_BRIEF:_ Show all lines from the material that carry the word "String".

++++ INFORMATION SHOWN ++++

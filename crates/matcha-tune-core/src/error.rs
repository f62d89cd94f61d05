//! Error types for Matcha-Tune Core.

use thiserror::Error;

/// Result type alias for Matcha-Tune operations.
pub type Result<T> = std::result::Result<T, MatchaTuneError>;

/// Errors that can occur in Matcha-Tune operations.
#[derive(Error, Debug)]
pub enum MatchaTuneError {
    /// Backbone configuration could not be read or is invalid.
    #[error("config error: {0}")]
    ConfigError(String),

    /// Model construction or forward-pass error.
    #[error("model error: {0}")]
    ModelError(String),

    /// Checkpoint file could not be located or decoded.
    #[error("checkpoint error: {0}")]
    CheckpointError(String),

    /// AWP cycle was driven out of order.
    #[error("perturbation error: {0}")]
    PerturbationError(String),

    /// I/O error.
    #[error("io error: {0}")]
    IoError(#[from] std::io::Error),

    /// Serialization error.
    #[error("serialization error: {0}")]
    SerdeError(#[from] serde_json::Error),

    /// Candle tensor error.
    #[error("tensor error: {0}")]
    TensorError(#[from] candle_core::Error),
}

++++

_OUTPUT FOR THIS EXERCISE:_
    ConfigError(String),
    ModelError(String),
    CheckpointError(String),
    PerturbationError(String),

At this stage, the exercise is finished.